SAVANNAH, Ga. (WSAV) – Following the large crowds experienced across the coastal empire this holiday weekend, President & CEO of St. Joseph’s/Candler Hospital Paul Hinchey says the potential for a spike in cases is concerning.
“We have done a great job of discharging patients and turning the beds over so to speak, and getting them on oxygen and getting them on home-health and really have re-engineered everything, but as fast as we turn those beds over, the ER fills them back up again,” said Hinchey.
The current wait time for a bed in the Emergency Room is between eight to nine hours.
Today, St. Joseph’s/Candler reported 159 positive inpatients between both hospitals. Hinchey has stated that the 160 mark is the breaking point of sorts, where elective surgeries and other measures will start to be dialed back.
That mark was reached last Thursday and Friday, but has now returned to below the 160 threshold. He says, they have a plan if cases spike but are currently holding tight.
“Here, this hospital has an obligation for two things.
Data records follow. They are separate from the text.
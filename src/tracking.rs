//! Which browser tab the extension is observing, and whether the extension is
//! alive at all.

use arc_swap::ArcSwap;
use chrono::{DateTime, Utc};
use serde::{Deserialize, Serialize};
use std::sync::Arc;
use std::time::{Duration, Instant};

/// Settings block reported by the extension on every `/sync`.
#[derive(Debug, Clone, Default, PartialEq, Eq, Deserialize)]
#[serde(default)]
pub struct ExtensionSettings {
    pub pilot_enabled: bool,
    pub tracking_enabled: bool,
    pub tracked_tab_id: Option<i64>,
    pub tracked_tab_url: Option<String>,
    pub tracked_tab_title: Option<String>,
}

#[derive(Debug, Clone, Default, Serialize)]
pub struct TrackingState {
    #[serde(skip_serializing_if = "Option::is_none")]
    pub tracked_tab_id: Option<i64>,
    #[serde(skip_serializing_if = "Option::is_none")]
    pub tracked_tab_url: Option<String>,
    #[serde(skip_serializing_if = "Option::is_none")]
    pub tracked_tab_title: Option<String>,
    pub tracking_enabled: bool,
    pub pilot_enabled: bool,
    #[serde(skip_serializing_if = "Option::is_none")]
    pub extension_version: Option<String>,
    #[serde(skip_serializing_if = "Option::is_none")]
    pub session_id: Option<String>,
    #[serde(skip_serializing_if = "Option::is_none")]
    pub last_heartbeat_at: Option<DateTime<Utc>>,
    /// The extension has sent a settings block at least once.
    pub reported_once: bool,
    #[serde(skip)]
    last_heartbeat: Option<Instant>,
}

/// Lock-free holder of the current [`TrackingState`]. Only extension
/// requests write to it.
#[derive(Debug)]
pub struct TrackingCache {
    state: ArcSwap<TrackingState>,
    heartbeat_timeout: Duration,
}

impl TrackingCache {
    pub fn new(heartbeat_timeout: Duration) -> Self {
        Self {
            state: ArcSwap::from_pointee(TrackingState::default()),
            heartbeat_timeout,
        }
    }

    pub fn snapshot(&self) -> Arc<TrackingState> {
        self.state.load_full()
    }

    /// Apply one extension heartbeat. A missing settings block keeps the
    /// previously reported tab.
    pub fn record_sync(
        &self,
        session_id: Option<&str>,
        extension_version: Option<&str>,
        settings: Option<&ExtensionSettings>,
    ) {
        self.record_sync_at(session_id, extension_version, settings, Instant::now());
    }

    pub(crate) fn record_sync_at(
        &self,
        session_id: Option<&str>,
        extension_version: Option<&str>,
        settings: Option<&ExtensionSettings>,
        now: Instant,
    ) {
        let previous = self.state.rcu(|current| {
            let mut next = TrackingState::clone(current);
            next.last_heartbeat = Some(now);
            next.last_heartbeat_at = Some(Utc::now());
            if let Some(session_id) = session_id {
                next.session_id = Some(session_id.to_string());
            }
            if let Some(version) = extension_version.filter(|v| !v.is_empty()) {
                next.extension_version = Some(version.to_string());
            }
            if let Some(settings) = settings {
                next.tracked_tab_id = settings.tracked_tab_id;
                next.tracked_tab_url.clone_from(&settings.tracked_tab_url);
                next.tracked_tab_title.clone_from(&settings.tracked_tab_title);
                next.tracking_enabled = settings.tracking_enabled;
                next.pilot_enabled = settings.pilot_enabled;
                next.reported_once = true;
            }
            next
        });

        if previous.last_heartbeat.is_none() {
            tracing::info!(
                version = extension_version.unwrap_or("unknown"),
                "extension connected"
            );
        }
    }

    pub fn is_connected(&self) -> bool {
        self.is_connected_at(Instant::now())
    }

    pub(crate) fn is_connected_at(&self, now: Instant) -> bool {
        self.state
            .load()
            .last_heartbeat
            .is_some_and(|at| now.saturating_duration_since(at) <= self.heartbeat_timeout)
    }

    /// Pilot counts as disabled only once the extension has said so.
    pub fn pilot_disabled(&self) -> bool {
        let state = self.state.load();
        state.reported_once && !state.pilot_enabled
    }

    /// Warning for a connected extension that is not tracking any tab.
    /// Nothing is reported before the extension's first settings block.
    pub fn tracking_warning(&self) -> Option<String> {
        self.tracking_warning_at(Instant::now())
    }

    pub(crate) fn tracking_warning_at(&self, now: Instant) -> Option<String> {
        let state = self.state.load();
        (self.is_connected_at(now) && state.reported_once && state.tracked_tab_id.is_none()).then(
            || {
                "No tab is being tracked. Open the extension popup and click \"Track This Tab\" \
                 so observe/interact target the right page."
                    .to_string()
            },
        )
    }

    /// Warning when the extension's major.minor differs from `server_version`.
    pub fn version_warning(&self, server_version: &str) -> Option<String> {
        let state = self.state.load();
        let extension = state.extension_version.as_deref()?;
        (major_minor(extension)? != major_minor(server_version)?).then(|| {
            format!(
                "Extension version {extension} does not match server version {server_version}. \
                 Update the extension or the server so both run the same release."
            )
        })
    }
}

fn major_minor(version: &str) -> Option<(u64, u64)> {
    let mut parts = version.trim().trim_start_matches('v').split('.');
    let major = parts.next()?.parse().ok()?;
    let minor = parts.next()?.parse().ok()?;
    Some((major, minor))
}
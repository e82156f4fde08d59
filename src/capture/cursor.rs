use crate::error::CaptureError;
use chrono::{DateTime, SecondsFormat, Utc};
use std::fmt;
use std::str::FromStr;

/// Opaque pagination token `"<RFC3339Nano>:<sequence>"`.
///
/// Only the sequence participates in ordering; the timestamp is carried so a
/// client can tell roughly where in time a cursor points.
#[derive(Debug, Clone, PartialEq, Eq)]
pub struct Cursor {
    pub timestamp: String,
    pub sequence: u64,
}

impl Cursor {
    pub fn new(at: DateTime<Utc>, sequence: u64) -> Self {
        Self {
            timestamp: at.to_rfc3339_opts(SecondsFormat::Nanos, true),
            sequence,
        }
    }
}

impl fmt::Display for Cursor {
    fn fmt(&self, f: &mut fmt::Formatter<'_>) -> fmt::Result {
        write!(f, "{}:{}", self.timestamp, self.sequence)
    }
}

impl FromStr for Cursor {
    type Err = CaptureError;

    fn from_str(raw: &str) -> Result<Self, Self::Err> {
        let raw = raw.trim();
        // RFC3339 timestamps contain colons; the sequence follows the last one.
        let (timestamp, sequence) = raw
            .rsplit_once(':')
            .ok_or_else(|| CaptureError::InvalidCursor(format!("missing sequence in '{raw}'")))?;
        let sequence = sequence
            .parse::<u64>()
            .map_err(|_| CaptureError::InvalidCursor(format!("bad sequence in '{raw}'")))?;
        DateTime::parse_from_rfc3339(timestamp)
            .map_err(|_| CaptureError::InvalidCursor(format!("bad timestamp in '{raw}'")))?;

        Ok(Self {
            timestamp: timestamp.to_string(),
            sequence,
        })
    }
}
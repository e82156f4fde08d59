//! User-defined noise rules for console output.
//!
//! A rule hides log entries whose fields all match its spec. Rules apply at
//! read time, so removing one brings the entries back.

use super::LogEntry;
use chrono::{SecondsFormat, Utc};
use regex::Regex;
use serde::{Deserialize, Serialize};
use std::collections::BTreeMap;
use std::sync::{Mutex, MutexGuard, PoisonError};
use thiserror::Error;

pub const MAX_NOISE_RULES: usize = 100;

/// Fields a rule matches on. Every non-empty field must match.
#[derive(Debug, Clone, Default, PartialEq, Eq, Serialize, Deserialize)]
#[serde(default)]
pub struct NoiseMatchSpec {
    #[serde(skip_serializing_if = "Option::is_none")]
    pub message_regex: Option<String>,
    #[serde(skip_serializing_if = "Option::is_none")]
    pub source_regex: Option<String>,
    #[serde(skip_serializing_if = "Option::is_none")]
    pub url_regex: Option<String>,
    #[serde(skip_serializing_if = "Option::is_none")]
    pub level: Option<String>,
}

impl NoiseMatchSpec {
    /// Blank fields count as absent.
    fn normalized(self) -> Self {
        let keep = |field: Option<String>| field.filter(|f| !f.trim().is_empty());
        Self {
            message_regex: keep(self.message_regex),
            source_regex: keep(self.source_regex),
            url_regex: keep(self.url_regex),
            level: keep(self.level),
        }
    }

    fn is_empty(&self) -> bool {
        self.message_regex.is_none()
            && self.source_regex.is_none()
            && self.url_regex.is_none()
            && self.level.is_none()
    }
}

#[derive(Debug, Clone, PartialEq, Eq, Serialize)]
pub struct NoiseRule {
    pub id: String,
    pub classification: String,
    pub match_spec: NoiseMatchSpec,
    pub created_at: String,
}

#[derive(Debug, Error, PartialEq, Eq)]
pub enum NoiseRuleError {
    #[error("a noise rule needs at least one of message_regex, source_regex, url_regex or level")]
    EmptySpec,
    #[error("invalid {field}: {message}")]
    InvalidPattern { field: &'static str, message: String },
    #[error("noise rule limit reached ({MAX_NOISE_RULES} rules)")]
    TooManyRules,
    #[error("noise rule not found: {0}")]
    NotFound(String),
}

#[derive(Debug, Clone, Default, PartialEq, Eq, Serialize)]
pub struct NoiseStatistics {
    pub total_filtered: u64,
    pub per_rule: BTreeMap<String, u64>,
}

#[derive(Debug)]
struct CompiledRule {
    rule: NoiseRule,
    message: Option<Regex>,
    source: Option<Regex>,
    url: Option<Regex>,
}

impl CompiledRule {
    fn matches(&self, entry: &LogEntry) -> bool {
        if let Some(level) = &self.rule.match_spec.level
            && entry.level().is_none_or(|l| !l.as_ref().eq_ignore_ascii_case(level))
        {
            return false;
        }
        let hit = |pattern: Option<&Regex>, text: &str| pattern.is_none_or(|re| re.is_match(text));
        hit(self.message.as_ref(), entry.message())
            && hit(self.source.as_ref(), entry.source())
            && hit(self.url.as_ref(), entry.url())
    }
}

#[derive(Debug, Default)]
struct NoiseState {
    rules: Vec<CompiledRule>,
    next_id: u64,
    stats: NoiseStatistics,
}

#[derive(Debug, Default)]
pub struct NoiseRules {
    state: Mutex<NoiseState>,
}

fn compile(field: &'static str, pattern: Option<&String>) -> Result<Option<Regex>, NoiseRuleError> {
    pattern
        .map(|p| {
            Regex::new(p).map_err(|e| NoiseRuleError::InvalidPattern {
                field,
                message: e.to_string(),
            })
        })
        .transpose()
}

impl NoiseRules {
    pub fn new() -> Self {
        Self::default()
    }

    fn lock(&self) -> MutexGuard<'_, NoiseState> {
        self.state.lock().unwrap_or_else(PoisonError::into_inner)
    }

    /// Validate and store a rule. Returns its id.
    pub fn add(&self, classification: &str, spec: NoiseMatchSpec) -> Result<String, NoiseRuleError> {
        let spec = spec.normalized();
        if spec.is_empty() {
            return Err(NoiseRuleError::EmptySpec);
        }
        let message = compile("message_regex", spec.message_regex.as_ref())?;
        let source = compile("source_regex", spec.source_regex.as_ref())?;
        let url = compile("url_regex", spec.url_regex.as_ref())?;

        let mut state = self.lock();
        if state.rules.len() >= MAX_NOISE_RULES {
            return Err(NoiseRuleError::TooManyRules);
        }
        state.next_id += 1;
        let id = format!("user_{}", state.next_id);
        state.rules.push(CompiledRule {
            rule: NoiseRule {
                id: id.clone(),
                classification: classification.to_string(),
                match_spec: spec,
                created_at: Utc::now().to_rfc3339_opts(SecondsFormat::Millis, true),
            },
            message,
            source,
            url,
        });
        tracing::debug!(rule = %id, "noise rule added");
        Ok(id)
    }

    pub fn remove(&self, id: &str) -> Result<(), NoiseRuleError> {
        let mut state = self.lock();
        let before = state.rules.len();
        state.rules.retain(|r| r.rule.id != id);
        if state.rules.len() == before {
            return Err(NoiseRuleError::NotFound(id.to_string()));
        }
        state.stats.per_rule.remove(id);
        Ok(())
    }

    /// Drop every rule and reset statistics.
    pub fn reset(&self) -> usize {
        let mut state = self.lock();
        let removed = state.rules.len();
        *state = NoiseState::default();
        removed
    }

    pub fn list(&self) -> Vec<NoiseRule> {
        self.lock().rules.iter().map(|r| r.rule.clone()).collect()
    }

    pub fn statistics(&self) -> NoiseStatistics {
        self.lock().stats.clone()
    }

    pub fn len(&self) -> usize {
        self.lock().rules.len()
    }

    pub fn is_empty(&self) -> bool {
        self.len() == 0
    }

    /// True when any rule matches `entry`. Matches are counted per rule.
    pub fn is_noise(&self, entry: &LogEntry) -> bool {
        let mut state = self.lock();
        let Some(id) = state
            .rules
            .iter()
            .find(|r| r.matches(entry))
            .map(|r| r.rule.id.clone())
        else {
            return false;
        };
        state.stats.total_filtered += 1;
        *state.stats.per_rule.entry(id).or_default() += 1;
        true
    }
}
fn playwright_step(action: &EnhancedAction, base_url: Option<&str>) -> Option<String> {
    let locator = || {
        action
            .preferred_selector()
            .map(|s| format!("page.locator('{}')", escape_js(&s)))
    };
    let line = match action.kind.as_str() {
        "navigate" => format!(
            "await page.goto('{}');",
            escape_js(&rewrite_url(action.to_url.as_deref()?, base_url))
        ),
        "click" => format!("await {}.click();", locator()?),
        "input" => format!(
            "await {}.fill('{}');",
            locator()?,
            escape_js(typed_value(action))
        ),
        "select" => format!(
            "await {}.selectOption('{}');",
            locator()?,
            escape_js(typed_value(action))
        ),
        "keypress" => format!(
            "await page.keyboard.press('{}');",
            escape_js(action.key.as_deref()?)
        ),
        "focus" => format!("await {}.focus();", locator()?),
        "scroll_element" => format!("await {}.scrollIntoViewIfNeeded();", locator()?),
        "refresh" => "await page.reload();".to_string(),
        "back" => "await page.goBack();".to_string(),
        "forward" => "await page.goForward();".to_string(),
        _ => return None,
    };
    Some(line)
}

fn gasoline_step(action: &EnhancedAction, base_url: Option<&str>) -> Option<String> {
    let element = || action.preferred_selector().unwrap_or_else(|| "(element)".into());
    let line = match action.kind.as_str() {
        "navigate" => format!(
            "Navigate to: {}",
            rewrite_url(action.to_url.as_deref()?, base_url)
        ),
        "click" => format!("Click: {}", element()),
        "input" => format!("Type \"{}\" into: {}", typed_value(action), element()),
        "select" => format!("Select \"{}\" in: {}", typed_value(action), element()),
        "keypress" => format!("Press: {}", action.key.as_deref()?),
        "focus" => format!("Focus: {}", element()),
        "scroll_element" => format!("Scroll to element: {}", element()),
        "refresh" => "Refresh page".to_string(),
        "back" => "Navigate back".to_string(),
        "forward" => "Navigate forward".to_string(),
        _ => return None,
    };
    Some(line)
}

// ─── reproduction ────────────────────────────────────────────────────────────

#[derive(Debug, Default, Clone, Copy, PartialEq, Eq, Deserialize, Serialize)]
#[serde(rename_all = "lowercase")]
enum ReproFormat {
    #[default]
    Gasoline,
    Playwright,
}

#[derive(Debug, Default, Deserialize)]
#[serde(default)]
struct ReproParams {
    last_n: Option<usize>,
    base_url: Option<String>,
    output_format: Option<String>,
    error_message: Option<String>,
}

fn reproduction(ctx: ToolContext<'_>, args: &ToolArgs) -> Result<ToolResult, StructuredError> {
    let params: ReproParams = args.decode()?;
    let format = match params.output_format.as_deref().map(str::trim) {
        None | Some("") => ReproFormat::default(),
        Some(raw) => serde_json::from_value(json!(raw)).map_err(|_| {
            StructuredError::invalid_param("output_format", format!("Invalid output_format: {raw}"))
                .with_hint("Valid values: gasoline, playwright")
        })?,
    };

    let all = all_actions(ctx)?;
    let actions = last_n(&all, params.last_n);
    let base_url = params.base_url.as_deref();
    let script = match format {
        ReproFormat::Gasoline => gasoline_script(actions, base_url, params.error_message.as_deref()),
        ReproFormat::Playwright => playwright_script(actions, base_url, params.error_message.as_deref()),
    };

    let duration_ms = match (actions.first(), actions.last()) {
        (Some(first), Some(last)) if actions.len() > 1 => last.timestamp - first.timestamp,
        _ => 0,
    };
    let data = json!({
        "script": script,
        "format": format,
        "action_count": actions.len(),
        "duration_ms": duration_ms,
        "start_url": rewrite_url(&start_url(actions), base_url),
        "metadata": {
            "generated_at": Utc::now().to_rfc3339_opts(SecondsFormat::Secs, true),
            "actions_available": all.len(),
            "actions_included": actions.len(),
        },
    });
    let summary = format!(
        "Reproduction script ({}, {} actions)",
        if format == ReproFormat::Gasoline { "gasoline" } else { "playwright" },
        actions.len()
    );
    Ok(ToolResult::json(&summary, &data))
}

fn gasoline_script(
    actions: &[EnhancedAction],
    base_url: Option<&str>,
    error_message: Option<&str>,
) -> String {
    if actions.is_empty() {
        return "# No actions captured\n".to_string();
    }
    let mut out = String::new();
    let _ = writeln!(
        out,
        "# Reproduction: {}",
        error_message.unwrap_or("captured user actions")
    );
    let _ = writeln!(
        out,
        "# Captured: {} | {} actions | {}\n",
        Utc::now().to_rfc3339_opts(SecondsFormat::Secs, true),
        actions.len(),
        rewrite_url(&start_url(actions), base_url)
    );

    let mut step = 0;
    let mut prev_ts = None;
    for action in actions {
        if let Some(gap) = pause_before(prev_ts, action.timestamp) {
            let _ = writeln!(out, "   [{gap}s pause]");
        }
        prev_ts = Some(action.timestamp);
        if let Some(line) = gasoline_step(action, base_url) {
            step += 1;
            let _ = writeln!(out, "{step}. {line}");
        }
    }
    if let Some(message) = error_message {
        let _ = writeln!(out, "\n# Error: {message}");
    }
    out
}

fn playwright_script(
    actions: &[EnhancedAction],
    base_url: Option<&str>,
    error_message: Option<&str>,
) -> String {
    let mut out = String::from("import { test } from '@playwright/test';\n\n");
    let name = error_message.map_or_else(
        || "reproduction: captured user actions".to_string(),
        |m| format!("reproduction: {m}"),
    );
    let _ = writeln!(out, "test('{}', async ({{ page }}) => {{", escape_js(&name));
    let mut prev_ts = None;
    for action in actions {
        if let Some(gap) = pause_before(prev_ts, action.timestamp) {
            let _ = writeln!(out, "  // [{gap}s pause]");
        }
        prev_ts = Some(action.timestamp);
        if let Some(line) = playwright_step(action, base_url) {
            let _ = writeln!(out, "  {line}");
        }
    }
    if let Some(message) = error_message {
        let _ = writeln!(out, "  // Error observed: {message}");
    }
    out.push_str("});\n");
    out
}

// ─── test ────────────────────────────────────────────────────────────────────

#[derive(Debug, Default, Deserialize)]
#[serde(default)]
struct TestParams {
    test_name: Option<String>,
    last_n: Option<usize>,
    base_url: Option<String>,
    assert_no_errors: bool,
    assert_network: bool,
}

/// Split at every navigation; each group becomes one `test()` block.
fn group_by_navigation(actions: &[EnhancedAction]) -> Vec<&[EnhancedAction]> {
    let mut groups = Vec::new();
    let mut start = 0;
    for (i, action) in actions.iter().enumerate() {
        if action.kind == "navigate" && i > start {
            groups.push(&actions[start..i]);
            start = i;
        }
    }
    if start < actions.len() {
        groups.push(&actions[start..]);
    }
    groups
}

fn group_label(group: &[EnhancedAction], index: usize) -> String {
    let path = group
        .first()
        .filter(|a| a.kind == "navigate")
        .and_then(|a| a.to_url.as_deref())
        .and_then(|to| Url::parse(to).ok())
        .map(|u| u.path().to_string());
    match path.as_deref() {
        Some("/" | "") => "should work on homepage".to_string(),
        Some(path) => format!("should work on {path}"),
        None => format!("step {}", index + 1),
    }
}

fn playwright_test(ctx: ToolContext<'_>, args: &ToolArgs) -> Result<ToolResult, StructuredError> {
    let params: TestParams = args.decode()?;
    let test_name = params
        .test_name
        .as_deref()
        .map(str::trim)
        .filter(|s| !s.is_empty())
        .unwrap_or("generated test");

    let all = all_actions(ctx)?;
    let actions = last_n(&all, params.last_n);
    let base_url = params.base_url.as_deref();

    let mut script = String::from("import { test, expect } from '@playwright/test';\n\n");
    let _ = writeln!(script, "test.describe('{}', () => {{", escape_js(test_name));
    if actions.is_empty() {
        script.push_str("  test('should load page', async ({ page }) => {\n");
        script.push_str("    await page.goto('/');\n");
        script.push_str("    await expect(page).toHaveTitle(/.+/);\n");
        script.push_str("  });\n");
    }
    for (index, group) in group_by_navigation(actions).into_iter().enumerate() {
        let _ = writeln!(
            script,
            "  test('{}', async ({{ page }}) => {{",
            escape_js(&group_label(group, index))
        );
        if params.assert_no_errors {
            script.push_str("    const errors = [];\n");
            script.push_str(
                "    page.on('console', msg => { if (msg.type() === 'error') errors.push(msg.text()); });\n",
            );
        }
        if params.assert_network {
            script.push_str("    const failedRequests = [];\n");
            script.push_str("    page.on('requestfailed', req => failedRequests.push(req.url()));\n");
        }
        for line in group.iter().filter_map(|a| playwright_step(a, base_url)) {
            let _ = writeln!(script, "    {line}");
        }
        if group.iter().any(|a| a.kind == "navigate") {
            script.push_str("    await expect(page).toHaveTitle(/.+/);\n");
        }
        if params.assert_no_errors {
            script.push_str("    expect(errors).toHaveLength(0);\n");
        }
        if params.assert_network {
            script.push_str("    expect(failedRequests).toHaveLength(0);\n");
        }
        script.push_str("  });\n");
    }
    script.push_str("});\n");

    let data = json!({
        "script": script,
        "test_name": test_name,
        "action_count": actions.len(),
        "metadata": {
            "generated_at": Utc::now().to_rfc3339_opts(SecondsFormat::Secs, true),
            "actions_available": all.len(),
            "actions_included": actions.len(),
            "assert_network": params.assert_network,
            "assert_no_errors": params.assert_no_errors,
        },
    });
    Ok(ToolResult::json(
        &format!("Playwright test '{test_name}' ({} actions)", actions.len()),
        &data,
    ))
}

// ─── har ─────────────────────────────────────────────────────────────────────

#[derive(Debug, Serialize)]
struct HarArchive {
    log: HarLog,
}

#[derive(Debug, Serialize)]
struct HarLog {
    version: &'static str,
    creator: HarCreator,
    entries: Vec<HarEntry>,
}

#[derive(Debug, Serialize)]
struct HarCreator {
    name: &'static str,
    version: &'static str,
}

#[derive(Debug, Serialize)]
#[serde(rename_all = "camelCase")]
struct HarEntry {
    started_date_time: String,
    time: f64,
    request: HarRequest,
    response: HarResponse,
    cache: BTreeMap<String, String>,
    timings: HarTimings,
}

#[derive(Debug, Serialize)]
struct NameValue {
    name: String,
    value: String,
}

#[derive(Debug, Serialize)]
#[serde(rename_all = "camelCase")]
struct HarRequest {
    method: String,
    url: String,
    http_version: &'static str,
    headers: Vec<NameValue>,
    query_string: Vec<NameValue>,
    #[serde(skip_serializing_if = "Option::is_none")]
    post_data: Option<HarPostData>,
    headers_size: i64,
    body_size: usize,
}

#[derive(Debug, Serialize)]
#[serde(rename_all = "camelCase")]
struct HarPostData {
    mime_type: String,
    text: String,
}

#[derive(Debug, Serialize)]
#[serde(rename_all = "camelCase")]
struct HarResponse {
    status: u16,
    status_text: String,
    http_version: &'static str,
    headers: Vec<NameValue>,
    content: HarContent,
    #[serde(rename = "redirectURL")]
    redirect_url: String,
    headers_size: i64,
    body_size: u64,
}

#[derive(Debug, Serialize)]
#[serde(rename_all = "camelCase")]
struct HarContent {
    size: u64,
    mime_type: String,
    #[serde(skip_serializing_if = "String::is_empty")]
    text: String,
    #[serde(skip_serializing_if = "Option::is_none")]
    encoding: Option<&'static str>,
}

#[derive(Debug, Serialize)]
struct HarTimings {
    send: f64,
    wait: f64,
    receive: f64,
}

fn query_string(raw: &str) -> Vec<NameValue> {
    Url::parse(raw)
        .map(|u| {
            u.query_pairs()
                .map(|(name, value)| NameValue {
                    name: name.into_owned(),
                    value: value.into_owned(),
                })
                .collect()
        })
        .unwrap_or_default()
}
//! Append-only lifecycle/crash log.
//!
//! Each event is one JSON line written to the first location that accepts it:
//! the state directory, then the legacy state directory, then the system temp
//! directory.

use crate::config::Config;
use chrono::{SecondsFormat, Utc};
use serde_json::{Map, Value, json};
use std::fs::{self, OpenOptions};
use std::io::Write;
use std::path::{Path, PathBuf};
use strum::{AsRefStr, Display};

const LOG_FILE: &str = "crash.log";
const TMP_FILE: &str = "gasoline-crash.log";

#[derive(Debug, Clone, Copy, PartialEq, Eq, Display, AsRefStr)]
#[strum(serialize_all = "snake_case")]
pub enum LifecycleEvent {
    DaemonStart,
    DaemonShutdown,
    BridgeExit,
}

#[derive(Debug, Clone)]
pub struct LifecycleLog {
    candidates: Vec<PathBuf>,
}

impl LifecycleLog {
    pub fn new(state_dir: &Path, legacy_state_dir: Option<&Path>) -> Self {
        let mut candidates = vec![state_dir.join("logs").join(LOG_FILE)];
        if let Some(legacy) = legacy_state_dir {
            candidates.push(legacy.join("logs").join(LOG_FILE));
        }
        candidates.push(std::env::temp_dir().join(TMP_FILE));
        Self { candidates }
    }

    pub fn from_config(config: &Config) -> Self {
        Self::new(
            &config.state_dir_path(),
            config.legacy_state_dir_path().as_deref(),
        )
    }

    /// Append one event. Returns the file written, or `None` when every
    /// candidate failed.
    pub fn record(&self, event: LifecycleEvent, extra: Value) -> Option<PathBuf> {
        let line = entry(event, extra).to_string();
        for path in &self.candidates {
            match append_line(path, &line) {
                Ok(()) => {
                    tracing::debug!(event = %event, path = %path.display(), "lifecycle event recorded");
                    return Some(path.clone());
                }
                Err(e) => {
                    tracing::debug!(path = %path.display(), error = %e, "lifecycle log location rejected");
                }
            }
        }
        tracing::warn!(event = %event, "no writable location for lifecycle log");
        None
    }
}

fn entry(event: LifecycleEvent, extra: Value) -> Value {
    let mut map = Map::new();
    map.insert("type".into(), json!("lifecycle"));
    map.insert("event".into(), json!(event.as_ref()));
    map.insert(
        "timestamp".into(),
        json!(Utc::now().to_rfc3339_opts(SecondsFormat::Millis, true)),
    );
    map.insert("pid".into(), json!(std::process::id()));
    map.insert("version".into(), json!(env!("CARGO_PKG_VERSION")));
    map.insert("os".into(), json!(std::env::consts::OS));
    map.insert("arch".into(), json!(std::env::consts::ARCH));
    if let Value::Object(extra) = extra {
        for (key, value) in extra {
            map.entry(key).or_insert(value);
        }
    }
    Value::Object(map)
}

fn append_line(path: &Path, line: &str) -> std::io::Result<()> {
    if let Some(parent) = path.parent() {
        create_private_dir(parent)?;
    }
    let mut options = OpenOptions::new();
    options.create(true).append(true);
    #[cfg(unix)]
    {
        use std::os::unix::fs::OpenOptionsExt;
        options.mode(0o600);
    }
    let mut file = options.open(path)?;
    writeln!(file, "{line}")
}

fn create_private_dir(dir: &Path) -> std::io::Result<()> {
    if dir.is_dir() {
        return Ok(());
    }
    let mut builder = fs::DirBuilder::new();
    builder.recursive(true);
    #[cfg(unix)]
    {
        use std::os::unix::fs::DirBuilderExt;
        builder.mode(0o750);
    }
    builder.create(dir)
}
One is to provide you a bed, god forbid if you get COVID, the second thing is to provide you a med surge bed if you have a heart attack, if you have a stroke,” Hinchey explained. “On the beds now, it’s a couple of factors…the number (of total cases) first, flip the page, how many vents, flip the page, how many ICU beds, because we’ve gotta keep those available for the open heart surgeries and everything else.”
With the peak of Savannah’s hurricane season now underway, Hinchey says SJC does have a disaster plan in case of emergency. That plan is contingent on making sure their medical staff can stay in the area, even if evacuations are mandatory.
“There are some issues with that if there’s mandatory evacuations, so we’re going to have to get with FEMA and say look, we need every nurse here. We can’t evacuate because the census is too high, but we’re prepared as we possibly can be,” he said.
Currently, 86% of COVID-positive patients at St. Joseph’s/Candler are unvaccinated. He says, getting more shots in arms is the only option to help curb the surge.
“It’s the only option, we will be living this for a period of time that is gonna have collateral damage on all of us. Mental health damage, the economy, our fatigue factor, let’s just get rid of it,” said Hinchey.